A decisão entrou em vigor em Fevereiro para o arroz e em Maio para o trigo. Em resposta, a CDD apresentou uma queixa formal ao Tribunal Administrativo (TA), o órgão responsável pela fiscalização da legalidade das despesas públicas em Moçambique, solicitando a suspensão desta medida.

Adriano Nuvunga, presidente da CDD, comentou com os jornalistas após a entrega da queixa que a centralização das importações cria um monopólio estatal que pode ter repercussões negativas na economia, nos preços ao consumidor e na concorrência entre os agentes privados.

“Ao existir concorrência entre os diferentes agentes económicos nas importações, os resultados em termos de preços para o consumidor são melhores. A abertura do mercado gera melhores resultados para o consumidor”, afirmou Nuvunga.

Segundo ele, o monopólio estatal no sector de importação de cereais pode também abrir espaço para riscos adicionais, incluindo a corrupção e as ineficiências na cadeia de fornecimento. “Ao estabelecer um monopólio, está-se a criar um grande risco de corrupção, que prejudicará, sem dúvida, o cidadão. Isso resultará na importação da fome”, declarou.

A Autoridade Reguladora da Concorrência (ARC) também alertou que a imposição deste monopólio estatal nas importações de grãos eliminará a concorrência e a inovação, introduzindo riscos sistémicos sérios à segurança alimentar nacional.

A ARC advertiu ainda que a decisão governamental poderá levar a “faltas totais de stock e a um ambiente propício à ineficiência e à corrupção” caso a importação de grãos passe a ser responsabilidade exclusiva do ICM.
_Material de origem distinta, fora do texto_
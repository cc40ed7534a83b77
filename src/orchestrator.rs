//! Roll Orchestrator - executes a roll sequence end to end
//!
//! ## Sequence
//! ```text
//! validate count ─▶ managed tool? ─▶ reserve actor ─▶ draws >= n?
//!        │                                               │ (nothing mutated before here)
//!        ▼                                               ▼
//!   deduct n draws, lifetime += n, evaluate pity once (from the same read), store next pity
//!        │
//!        ├─ draws 1..n-1: DrawApplier::apply (embed, await upsert, spawn history)
//!        └─ draw n: PendingReveal ─▶ RevealPresenter ─▶ DrawApplier::apply
//! ```
//!
//! A failed draw inside the loop is logged and the loop carries on. Draws and
//! pity already deducted are never refunded. The actor stays reserved until
//! the final draw has been applied (or its reveal dropped), so a second
//! sequence cannot start while a reveal is on screen.

use async_trait::async_trait;
use parking_lot::Mutex;
use rand_xoshiro::Xoshiro256PlusPlus;
use std::collections::HashSet;
use std::sync::Arc;
use std::time::Duration;
use tracing::{debug, error, info, warn};

use crate::catalog::{CatalogSnapshot, Perk, TraitCatalog};
use crate::error::{PerkError, PerkResult};
use crate::host::{ActorId, HostIntegration};
use crate::item_state::{ItemStateCodec, SharedTool};
use crate::lottery::{Lottery, PityPolicy};
use crate::reconcile::ToolLocks;
use crate::storage::repository::{AssignmentKey, PlayerProgress};
use crate::storage::PersistenceGateway;

/// One finalized draw
#[derive(Debug, Clone, PartialEq)]
pub struct DrawOutcome {
    pub perk: Arc<Perk>,
    pub level: u32,
    pub was_guaranteed: bool,
}

impl DrawOutcome {
    pub fn key(&self) -> AssignmentKey {
        AssignmentKey::new(self.perk.id.clone(), self.level)
    }
}

/// Summary returned once the final draw has been handed to the presenter
#[derive(Debug, Clone)]
pub struct SequenceReport {
    pub draws_consumed: u32,
    pub remaining_draws: i64,
    pub guaranteed: bool,
    pub pity_after: i64,
    /// Draws applied immediately, in order
    pub applied: Vec<DrawOutcome>,
    /// Draws whose apply failed (logged, not refunded)
    pub failed: usize,
    /// The draw handed to the presenter
    pub final_draw: Option<DrawOutcome>,
}

// ============================================================================
// Apply path
// ============================================================================

/// Shared apply path: embed on the tool, await the ledger upsert, spawn history.
/// Holds the tool's lock throughout, so a reconciliation pass sees both writes or neither.
pub struct DrawApplier {
    codec: ItemStateCodec,
    gateway: PersistenceGateway,
    locks: Arc<ToolLocks>,
}

impl DrawApplier {
    pub fn new(codec: ItemStateCodec, gateway: PersistenceGateway, locks: Arc<ToolLocks>) -> Self {
        Self { codec, gateway, locks }
    }

    /// Returns the tool identity the draw was persisted under
    pub async fn apply(&self, actor: &ActorId, tool: &SharedTool, draw: &DrawOutcome) -> PerkResult<String> {
        let tool_id = self.codec.identity(&mut tool.lock());
        let _held = self.locks.lock(&tool_id).await;

        self.codec.apply(&mut tool.lock(), &draw.perk, draw.level);
        let key = draw.key();

        self.gateway.save_assignment(&tool_id, actor, &key).await?;

        // History never blocks or rolls back the assignment
        drop(self.gateway.spawn_record_draw_history(
            actor.clone(),
            key.clone(),
            draw.perk.category.clone(),
            draw.was_guaranteed,
        ));

        info!(
            actor = %actor,
            tool = %tool_id,
            perk = %key,
            guaranteed = draw.was_guaranteed,
            "Perk applied"
        );
        Ok(tool_id)
    }
}

// ============================================================================
// Presentation
// ============================================================================

struct RollGuard {
    actor: ActorId,
    in_flight: Arc<Mutex<HashSet<ActorId>>>,
}

impl Drop for RollGuard {
    fn drop(&mut self) {
        self.in_flight.lock().remove(&self.actor);
    }
}

/// The final draw of a sequence, waiting for its reveal to finish
pub struct PendingReveal {
    draw: DrawOutcome,
    actor: ActorId,
    tool: SharedTool,
    applier: Arc<DrawApplier>,
    _guard: RollGuard,
}

impl PendingReveal {
    pub fn draw(&self) -> &DrawOutcome {
        &self.draw
    }

    pub fn actor(&self) -> &ActorId {
        &self.actor
    }

    /// Run the apply path; the actor may roll again once this returns
    pub async fn apply(self) -> PerkResult<String> {
        self.applier.apply(&self.actor, &self.tool, &self.draw).await
    }
}

/// Receives the final draw of every sequence and eventually applies it
#[async_trait]
pub trait RevealPresenter: Send + Sync {
    async fn present(&self, reveal: PendingReveal);
}

fn log_reveal_result(actor: &ActorId, result: PerkResult<String>) {
    if let Err(e) = result {
        error!(actor = %actor, error = %e, "Final draw could not be applied");
    }
}

/// Applies the final draw immediately
pub struct InstantReveal;

#[async_trait]
impl RevealPresenter for InstantReveal {
    async fn present(&self, reveal: PendingReveal) {
        let actor = reveal.actor().clone();
        log_reveal_result(&actor, reveal.apply().await);
    }
}

/// Applies the final draw after the reveal animation has had time to play
pub struct DelayedReveal {
    delay: Duration,
}

impl DelayedReveal {
    pub fn new(delay: Duration) -> Self {
        Self { delay }
    }
}

#[async_trait]
impl RevealPresenter for DelayedReveal {
    async fn present(&self, reveal: PendingReveal) {
        let delay = self.delay;
        debug!(actor = %reveal.actor(), perk = %reveal.draw().key(), ?delay, "Reveal scheduled");
        tokio::spawn(async move {
            tokio::time::sleep(delay).await;
            let actor = reveal.actor().clone();
            log_reveal_result(&actor, reveal.apply().await);
        });
    }
}

// ============================================================================
// Orchestrator
// ============================================================================

pub struct OrchestratorSettings {
    pub pity: PityPolicy,
    pub guaranteed_category: Option<String>,
    pub max_draws_per_sequence: u32,
    pub starting_draws: i64,
}

pub struct RollOrchestrator {
    host: Arc<dyn HostIntegration>,
    catalog: Arc<TraitCatalog>,
    gateway: PersistenceGateway,
    applier: Arc<DrawApplier>,
    presenter: Arc<dyn RevealPresenter>,
    lottery: Mutex<Lottery<Xoshiro256PlusPlus>>,
    settings: OrchestratorSettings,
    in_flight: Arc<Mutex<HashSet<ActorId>>>,
}

impl RollOrchestrator {
    pub fn new(
        host: Arc<dyn HostIntegration>,
        catalog: Arc<TraitCatalog>,
        gateway: PersistenceGateway,
        codec: ItemStateCodec,
        locks: Arc<ToolLocks>,
        presenter: Arc<dyn RevealPresenter>,
        settings: OrchestratorSettings,
    ) -> Self {
        Self {
            applier: Arc::new(DrawApplier::new(codec, gateway.clone(), locks)),
            host,
            catalog,
            gateway,
            presenter,
            lottery: Mutex::new(Lottery::from_entropy()),
            settings,
            in_flight: Arc::new(Mutex::new(HashSet::new())),
        }
    }

    /// Replace the entropy-seeded lottery (replays in tests and audits)
    pub fn with_lottery(self, lottery: Lottery<Xoshiro256PlusPlus>) -> Self {
        *self.lottery.lock() = lottery;
        self
    }

    pub fn pity_threshold(&self) -> i64 {
        self.settings.pity.threshold
    }

    /// Whether the actor still has a reveal pending
    pub fn is_rolling(&self, actor: &ActorId) -> bool {
        self.in_flight.lock().contains(actor)
    }

    pub fn rolls_in_flight(&self) -> usize {
        self.in_flight.lock().len()
    }

    fn reserve(&self, actor: &ActorId) -> PerkResult<RollGuard> {
        if !self.in_flight.lock().insert(actor.clone()) {
            return Err(PerkError::RollInProgress(actor.clone()));
        }
        Ok(RollGuard {
            actor: actor.clone(),
            in_flight: self.in_flight.clone(),
        })
    }

    fn draw(&self, snapshot: &CatalogSnapshot, tier: Option<&str>) -> PerkResult<DrawOutcome> {
        let mut lottery = self.lottery.lock();
        let perk = lottery.draw_perk(snapshot, tier)?.clone();
        let level = lottery.draw_level(&perk);
        Ok(DrawOutcome {
            was_guaranteed: tier.is_some_and(|t| perk.category == t),
            perk,
            level,
        })
    }

    /// Roll `draw_count` times on `tool` for `actor`
    pub async fn execute_roll_sequence(
        &self,
        actor: &ActorId,
        tool: &SharedTool,
        draw_count: u32,
    ) -> PerkResult<SequenceReport> {
        let max = self.settings.max_draws_per_sequence;
        if draw_count == 0 || draw_count > max {
            return Err(PerkError::InvalidDrawCount {
                requested: draw_count,
                max,
            });
        }
        if !self.host.is_managed_tool(&tool.lock()) {
            return Err(PerkError::NotAManagedItem);
        }
        let guard = self.reserve(actor)?;

        let snapshot = self.catalog.snapshot();
        if snapshot.is_empty() {
            return Err(PerkError::CatalogEmpty);
        }

        // One read serves the affordability check and the pity evaluation
        let need = i64::from(draw_count);
        let progress = self.gateway.progress(actor).await?;
        let have = progress.available_draws;
        if have < need {
            return Err(PerkError::InsufficientDraws { have, need });
        }
        let pity = progress.pity_counter;

        // Point of no return
        let remaining_draws = self.gateway.add_draws(actor, -need).await?;
        if let Err(e) = self.gateway.increment_lifetime_draws(actor, need).await {
            warn!(actor = %actor, error = %e, "Lifetime draws not incremented");
        }
        let pity_outcome = self.settings.pity.evaluate(pity, need);
        if let Err(e) = self.gateway.set_pity(actor, pity_outcome.next_pity).await {
            warn!(actor = %actor, error = %e, "Pity counter not stored");
        }

        let tier = self
            .settings
            .guaranteed_category
            .clone()
            .unwrap_or_else(|| snapshot.guaranteed_category().to_string());

        info!(
            actor = %actor,
            draws = draw_count,
            pity_before = pity,
            guaranteed = pity_outcome.guaranteed,
            "Roll sequence started"
        );

        let mut report = SequenceReport {
            draws_consumed: draw_count,
            remaining_draws,
            guaranteed: pity_outcome.guaranteed,
            pity_after: pity_outcome.next_pity,
            applied: Vec::with_capacity(draw_count as usize),
            failed: 0,
            final_draw: None,
        };

        let last = draw_count - 1;
        for i in 0..last {
            let draw = match self.draw(&snapshot, None) {
                Ok(d) => d,
                Err(e) => {
                    error!(actor = %actor, draw = i, error = %e, "Draw failed");
                    report.failed += 1;
                    continue;
                }
            };
            match self.applier.apply(actor, tool, &draw).await {
                Ok(_) => report.applied.push(draw),
                Err(e) => {
                    error!(actor = %actor, draw = i, perk = %draw.key(), error = %e, "Draw not persisted");
                    report.failed += 1;
                }
            }
        }

        let final_tier = pity_outcome.guaranteed.then_some(tier.as_str());
        match self.draw(&snapshot, final_tier) {
            Ok(draw) => {
                report.final_draw = Some(draw.clone());
                let reveal = PendingReveal {
                    draw,
                    actor: actor.clone(),
                    tool: tool.clone(),
                    applier: self.applier.clone(),
                    _guard: guard,
                };
                self.presenter.present(reveal).await;
            }
            Err(e) => {
                error!(actor = %actor, draw = last, error = %e, "Final draw failed");
                report.failed += 1;
            }
        }

        Ok(report)
    }

    /// Buy draws with in-game money
    pub async fn purchase_draws(&self, actor: &ActorId, amount: i64, cost: f64) -> PerkResult<i64> {
        if amount <= 0 {
            return Err(PerkError::InvalidAmount(format!("draw amount {}", amount)));
        }
        if !cost.is_finite() || cost < 0.0 {
            return Err(PerkError::InvalidAmount(format!("cost {}", cost)));
        }

        let balance = self.host.currency_balance(actor).await;
        if balance < cost {
            return Err(PerkError::InsufficientFunds {
                have: balance,
                need: cost,
            });
        }
        if !self.host.adjust_currency(actor, -cost).await {
            return Err(PerkError::CurrencyRejected);
        }

        match self.gateway.add_draws(actor, amount).await {
            Ok(total) => {
                info!(actor = %actor, amount, cost, total, "Draws purchased");
                Ok(total)
            }
            Err(e) => {
                // The money is ours to give back; the draws never existed
                if !self.host.adjust_currency(actor, cost).await {
                    error!(actor = %actor, cost, "Refund after failed purchase was rejected");
                }
                Err(e)
            }
        }
    }

    /// First observation of an actor; a first-time actor's balance is set to the starting draws
    pub async fn on_actor_join(&self, actor: &ActorId, first_time: bool) -> PerkResult<PlayerProgress> {
        self.gateway.ensure_actor(actor).await?;
        if first_time {
            self.gateway
                .set_draws(actor, self.settings.starting_draws)
                .await?;
            info!(actor = %actor, draws = self.settings.starting_draws, "Starting draws set");
        }
        self.gateway.progress(actor).await
    }

    /// `(pity, threshold)` for display
    pub async fn pity_progress(&self, actor: &ActorId) -> PerkResult<(i64, i64)> {
        let pity = self.gateway.get_pity(actor).await?;
        Ok((pity, self.settings.pity.threshold))
    }
}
“Esta constitui uma intervenção de alta intensidade nas operações do mercado. É provável que elimine a concorrência no mercado de importação, crie dependência económica para os operadores a jusante e estabeleça uma posição dominante por meio da regulamentação, com potenciais efeitos negativos na eficiência económica e no bem-estar do consumidor”, sublinhou a Autoridade.